We also use the tool as a notification product for different use cases. Initially, we only had an integration with our alert aggregator for the alerts coming from servers or applications for which we needed to engage a support member for a fix. We plugged that into xMatters, finding over 20,000 events a day. It allowed users to subscribe and say that if there is an alert from a particular server name and the event or alert summary contains X, Y, or Z, give them a call, or send them a text or an email, so that they are aware. Since then, it has grown a bit.
The resilience team has now begun to use xMatters as their primary communication method. So, in the event of an emergency or a security breach, we use xMatters to contact all members of staff across all locations. We have more than 25 locations with over 100,000 members of staff. It’s only used in emergencies. It’s few and far between that they have to use the product, but they do send out quarterly text or voice calls to confirm that they have the right contact details for each member of staff. So, I get a text that says, “This is a B alert, xMatters message. Please confirm that you’ve received this message.” They can then use that to keep track and make sure that they’re able to contact everyone in the worstcase scenario or when they have a big problem.

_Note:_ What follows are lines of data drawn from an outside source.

//! Plain-text report for the messaging sink. WhatsApp renders `*x*` as bold.

use chrono::NaiveDate;
use moviepicks_models::{EnrichedItem, Sensitivity, StreamingAvailability};

const NOT_AVAILABLE: &str = "N/A";

fn header(lines: &mut Vec<String>, theme_label: &str, date: NaiveDate) {
    lines.push(format!("🎬 Daily Movie Picks – {}", date.format("%A, %d %B %Y")));
    lines.push(format!("Theme: {}", theme_label));
}

fn join_or_na(values: &[String]) -> String {
    if values.is_empty() {
        NOT_AVAILABLE.to_string()
    } else {
        values.join(", ")
    }
}

pub fn format_runtime(minutes: Option<u32>) -> String {
    match minutes {
        Some(m) if m >= 60 => format!("{}h {}m", m / 60, m % 60),
        Some(m) if m > 0 => format!("{}m", m),
        _ => NOT_AVAILABLE.to_string(),
    }
}

/// Report for one day's picks. Deterministic for identical input.
pub fn render_report(items: &[EnrichedItem], theme_label: &str, date: NaiveDate, min_rating: f64) -> String {
    let mut lines = Vec::new();
    header(&mut lines, theme_label, date);
    lines.push(format!(
        "You’ve got {} {} today (rating never below {:.1}):",
        items.len(),
        if items.len() == 1 { "movie" } else { "movies" },
        min_rating
    ));
    lines.push(String::new());

    for (idx, item) in items.iter().enumerate() {
        let year = item.year().map(|y| y.to_string()).unwrap_or_else(|| NOT_AVAILABLE.to_string());
        lines.push(format!("{}) 🎥 *{}* ({})", idx + 1, item.title, year));
        lines.push(format!("   ⭐ Rating: {:.1}", item.average_rating));
        lines.push(format!("   🔞 Age rating: {}", item.certification));
        lines.push(format!("   ⏱ Runtime: {}", format_runtime(item.runtime_minutes)));
        lines.push(format!("   🎭 Genres: {}", join_or_na(&item.genre_names)));
        lines.push(format!("   🎬 Director: {}", item.director.as_deref().unwrap_or("Unknown")));
        lines.push(format!("   ⭐ Cast: {}", join_or_na(&item.top_cast)));
        lines.push(format!("   🌐 Languages: {}", join_or_na(&item.spoken_languages)));

        match &item.streaming {
            StreamingAvailability::Available(names) => lines.push(format!("   📺 Where to watch: {}", names.join(", "))),
            StreamingAvailability::UnavailableInRegion => {
                lines.push("   📺 Where to watch: Not streaming in your region".to_string())
            }
        }
        if let Some(url) = &item.trailer_url {
            lines.push(format!("   ▶️ Trailer: {}", url));
        }
        if let Some(sensitivity) = &item.sensitivity {
            let detail = match sensitivity {
                Sensitivity::Summary(summary) => format!("~{} scene(s). {}", summary.approximate_count, summary.summary),
                Sensitivity::Unavailable => "info unavailable".to_string(),
            };
            lines.push(format!("   ⚠️ Sensitive content: {}", detail));
        }
        if !item.overview.is_empty() {
            lines.push(format!("   📝 Summary: {}", item.overview));
        }
        lines.push(String::new());
    }

    lines.push("Enjoy your movies! 🍿".to_string());
    lines.join("\n")
}

/// Sent instead of a report when nothing eligible was found
pub fn render_nothing_found(theme_label: &str, date: NaiveDate) -> String {
    let mut lines = Vec::new();
    header(&mut lines, theme_label, date);
    lines.push(String::new());
    lines.push("No new movies matched today's theme; everything eligible was sent recently.".to_string());
    lines.push("Check back tomorrow! 🍿".to_string());
    lines.join("\n")
}

#[cfg(test)]
mod tests {
    use super::*;
    use moviepicks_models::{CertificationBucket, SensitivitySummary};

    fn item() -> EnrichedItem {
        EnrichedItem {
            id: 603,
            title: "The Matrix".to_string(),
            release_date: Some("1999-03-30".to_string()),
            average_rating: 8.216,
            vote_count: 25000,
            genre_ids: vec![28, 878],
            runtime_minutes: Some(136),
            genre_names: vec!["Action".to_string(), "Science Fiction".to_string()],
            director: Some("Lana Wachowski".to_string()),
            top_cast: vec!["Keanu Reeves".to_string(), "Laurence Fishburne".to_string()],
            spoken_languages: vec!["English".to_string()],
            certification: CertificationBucket::Sixteen,
            streaming: StreamingAvailability::Available(vec!["Netflix".to_string(), "Max".to_string()]),
            trailer_url: Some("https://www.youtube.com/watch?v=vKQi3bBA1y8".to_string()),
            overview: "A hacker learns the truth.".to_string(),
            sensitivity: Some(Sensitivity::Summary(SensitivitySummary {
                approximate_count: 4,
                summary: "Gun violence.".to_string(),
            })),
        }
    }

    fn monday() -> NaiveDate {
        NaiveDate::from_ymd_opt(2024, 6, 3).unwrap()
    }

    #[test]
    fn test_report_layout() {
        let report = render_report(&[item()], "Mix Theme", monday(), 5.0);
        let lines: Vec<&str> = report.lines().collect();

        assert_eq!(lines[0], "🎬 Daily Movie Picks – Monday, 03 June 2024");
        assert_eq!(lines[1], "Theme: Mix Theme");
        assert_eq!(lines[2], "You’ve got 1 movie today (rating never below 5.0):");
        assert_eq!(lines[4], "1) 🎥 *The Matrix* (1999)");
        assert!(report.contains("   ⭐ Rating: 8.2\n"));
        assert!(report.contains("   🔞 Age rating: 16+\n"));
        assert!(report.contains("   ⏱ Runtime: 2h 16m\n"));
        assert!(report.contains("   🎭 Genres: Action, Science Fiction\n"));
        assert!(report.contains("   📺 Where to watch: Netflix, Max\n"));
        assert!(report.contains("   ▶️ Trailer: https://www.youtube.com/watch?v=vKQi3bBA1y8\n"));
        assert!(report.contains("   ⚠️ Sensitive content: ~4 scene(s). Gun violence.\n"));
        assert_eq!(lines.last(), Some(&"Enjoy your movies! 🍿"));
    }

    #[test]
    fn test_report_placeholders() {
        let mut sparse = item();
        sparse.release_date = None;
        sparse.runtime_minutes = None;
        sparse.director = None;
        sparse.top_cast.clear();
        sparse.genre_names.clear();
        sparse.streaming = StreamingAvailability::UnavailableInRegion;
        sparse.trailer_url = None;
        sparse.sensitivity = Some(Sensitivity::Unavailable);
        sparse.overview.clear();

        let report = render_report(&[sparse.clone(), sparse], "Horror / Thriller", monday(), 5.0);
        assert!(report.contains("You’ve got 2 movies today"));
        assert!(report.contains("2) 🎥 *The Matrix* (N/A)"));
        assert!(report.contains("   🎬 Director: Unknown\n"));
        assert!(report.contains("   ⭐ Cast: N/A\n"));
        assert!(report.contains("   ⏱ Runtime: N/A\n"));
        assert!(report.contains("Not streaming in your region"));
        assert!(report.contains("Sensitive content: info unavailable"));
        assert!(!report.contains("Trailer"));
        assert!(!report.contains("📝"));
    }

    #[test]
    fn test_sensitivity_line_absent_when_disabled() {
        let mut plain = item();
        plain.sensitivity = None;
        assert!(!render_report(&[plain], "Mix Theme", monday(), 5.0).contains("Sensitive"));
    }

    #[test]
    fn test_render_is_deterministic() {
        let items = vec![item(), item()];
        assert_eq!(
            render_report(&items, "Mix Theme", monday(), 5.0),
            render_report(&items, "Mix Theme", monday(), 5.0)
        );
    }

    #[test]
    fn test_runtime_format() {
        assert_eq!(format_runtime(Some(45)), "45m");
        assert_eq!(format_runtime(Some(60)), "1h 0m");
        assert_eq!(format_runtime(Some(0)), "N/A");
        assert_eq!(format_runtime(None), "N/A");
    }

    #[test]
    fn test_nothing_found_message() {
        let message = render_nothing_found("Comedy / Feel Good", NaiveDate::from_ymd_opt(2024, 6, 9).unwrap());
        assert!(message.starts_with("🎬 Daily Movie Picks – Sunday, 09 June 2024\nTheme: Comedy / Feel Good"));
        assert!(message.contains("No new movies"));
    }
}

We’ve now grown into multiple integrations of different products. We are now mainly looking at ServiceNow integration. We do have an in-house-built integration approach where we just use the APIs to pull data from ServiceNow and push it into xMatters, but we are looking at using the actual plugin. The banking world has pretty strict security regulations. The cloud-to-cloud integration needs to go through multiple different hoops, and at the moment, xMatters uses HTTP as opposed to HTTPS. So, currently, we are pulling the data from ServiceNow and pushing it into xMatters. We’re not using the official plugin as such. It’s just something that we’ve done via a script by using the APIs of ServiceNow and xMatters.
In terms of deployment, we’re accessing our instance through the cloud-based solution that xMatters provides to us.
How has xMatters helped your organization?
We have used coding to expand the flexibility or functionality of xMatters workflows. We’ve coded a ServiceNow script to use via the API to pull in data and transform it. We also have some parts of the IBM Netcool integration to make sure that we add relevant data or information that we utilize on the xMatters side. There is also some code to make sure that the workflows adhere to our standard or, at least, adhere to our document for the workflow.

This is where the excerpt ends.